D is also for Davemania, the craze that has swept New Zealand and propelled the Act Party to 7 per cent and beyond in opinion polling.
• E is for Early who, together with Hard, is hoping to secure an election victory that is late but easy.
• F is for Fiscal holes. Having run out of ideas and unable to gather in groups of more than 100, the election gods have just started repeating things from last time.
• G is for Goldie, the feeling when you're about to plant a game-changing comeback tax policy over the try line only to get toppled by a four-billion-dollar tackle. G is also for the Green School, where the coat of arms features an image of James Shaw clutching a giant shovel.
• H is for the handbrake, the component of a motor vehicle that the NZ First Party thinks excites people into purchasing a car.
• I is for insurance policy, see handbrake.
I is also for Interesting Facts, the philosophical musings of Gerry Brownlee.
• J is for Judith Collins' eyebrow, the hardest working eyebrow in world politics, worthy of a senior Cabinet portfolio all to itself.
• K is for Key and English, beloved lodestars and mentors to Grant Robertson and Jacinda Ardern.
• L is for Let's stick together and Let's keep moving, slogans used by the Labour Party in the 2020 election.

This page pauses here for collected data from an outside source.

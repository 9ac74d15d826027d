//! Key exchange interface: RSA key transport and finite-field Diffie-Hellman.
//!
//! All integers are big-endian unsigned byte strings, the form they take
//! on the wire and inside certificates.

use zeroize::Zeroizing;

use crate::Result;

/// RSA public key extracted from a server certificate.
#[derive(Debug, Clone, PartialEq, Eq)]
pub struct RsaPublicKey {
    /// Modulus `n`, big-endian, without a leading zero byte.
    pub modulus: Vec<u8>,
    /// Public exponent `e`, big-endian.
    pub exponent: Vec<u8>,
}

impl RsaPublicKey {
    /// Create a key from big-endian components.
    ///
    /// Leading zero bytes are stripped from both components.
    pub fn new(modulus: &[u8], exponent: &[u8]) -> Self {
        Self {
            modulus: strip_leading_zeros(modulus).to_vec(),
            exponent: strip_leading_zeros(exponent).to_vec(),
        }
    }

    /// Size of the modulus in bytes (the RSA ciphertext length).
    pub fn size(&self) -> usize {
        self.modulus.len()
    }
}

/// Server-chosen Diffie-Hellman group.
#[derive(Debug, Clone, PartialEq, Eq)]
pub struct DhParameters {
    /// Prime modulus `p`.
    pub p: Vec<u8>,
    /// Generator `g`.
    pub g: Vec<u8>,
}

/// Ephemeral DH key pair.
#[derive(Debug)]
pub struct DhKeyPair {
    /// Private exponent.
    pub private_key: Zeroizing<Vec<u8>>,
    /// Public value `g^x mod p`, left-padded to the length of `p`.
    pub public_key: Vec<u8>,
}

/// Key exchange primitives.
pub trait KeyExchange: Send + Sync {
    /// RSAES-PKCS1-v1_5 encryption (RFC 8017 Section 7.2.1).
    ///
    /// Returns a ciphertext exactly `key.size()` bytes long.
    fn rsa_encrypt_pkcs1(&self, key: &RsaPublicKey, message: &[u8]) -> Result<Vec<u8>>;

    /// Generate an ephemeral key pair in the given group.
    fn dh_generate_key_pair(&self, params: &DhParameters) -> Result<DhKeyPair>;

    /// Compute the shared secret `peer_public^private mod p`.
    ///
    /// Leading zero bytes are stripped, as TLS requires for the DH
    /// pre-master secret (RFC 5246 Section 8.1.2).
    fn dh_compute_shared_secret(
        &self,
        params: &DhParameters,
        private_key: &[u8],
        peer_public_key: &[u8],
    ) -> Result<Zeroizing<Vec<u8>>>;
}

/// Remove leading zero bytes from a big-endian integer.
pub fn strip_leading_zeros(bytes: &[u8]) -> &[u8] {
    let start = bytes.iter().position(|&b| b != 0).unwrap_or(bytes.len());
    &bytes[start..]
}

L is also for Let's get together and keep New Zealand moving forward, slogans used by the National Party in the 2017 election.
• M is for MMP, the electoral system followed in New Zealand. MMP is short for Murder Minor Parties, requiring that any small party performing a support role to a major party in government must be mercilessly martyred by the electorate.
M is also for misinformation and the king of political talkback, Merv.
• N is for The New Normal, a phrase which should be taxed to pay back the national debt.
• O is for 1PM, the pillar upon which contemporary civilisation is built.
• P is for Policies. Some of them are really good. Have a read.
• Q is for QAnon, the galaxy brain conspiracy theory that has managed to worm its way into the brains of a small group of New Zealand voters.
• R is for Referenda, a word used by people who lie in bed every night dreaming of the next time they can snap "fewer" to someone who says "less".
R is also for Relentlessly Positive, which, it turns out, was always referring to house prices.
• S is for Strong Team, the words that have been quietly erased from the refreshed National Party hoardings, presumably owing to issues related to the word "strong" and the word "team".
S is also for September 19, when it should have been all over, and for shovel-ready (e.g. fiscal hole).
• T is for Tame. James Tame. The Tame of five million.
• U is for Unemployment and Underplayed; as in, by this time next year we'll be asking, "why was unemployment so underplayed in the 2020 election campaign?"
• V is for Virtual, which everything either is or feels like it is.
• W is for Wage subsidy, the intravenous drip of the nation.
• X is for Xenophobia, a toxin which has struggled to make an impact this election owing to the country being basically closed to foreign people, but nevertheless has found a way to perform a cameo or two.
• Y is for Yaks, all the yaks, from baby yaks to wealth yaks to capital gains yaks.
• Z is for Zoom, the technology that gives rise the most soaring political rhetoric of our age: you're on mute.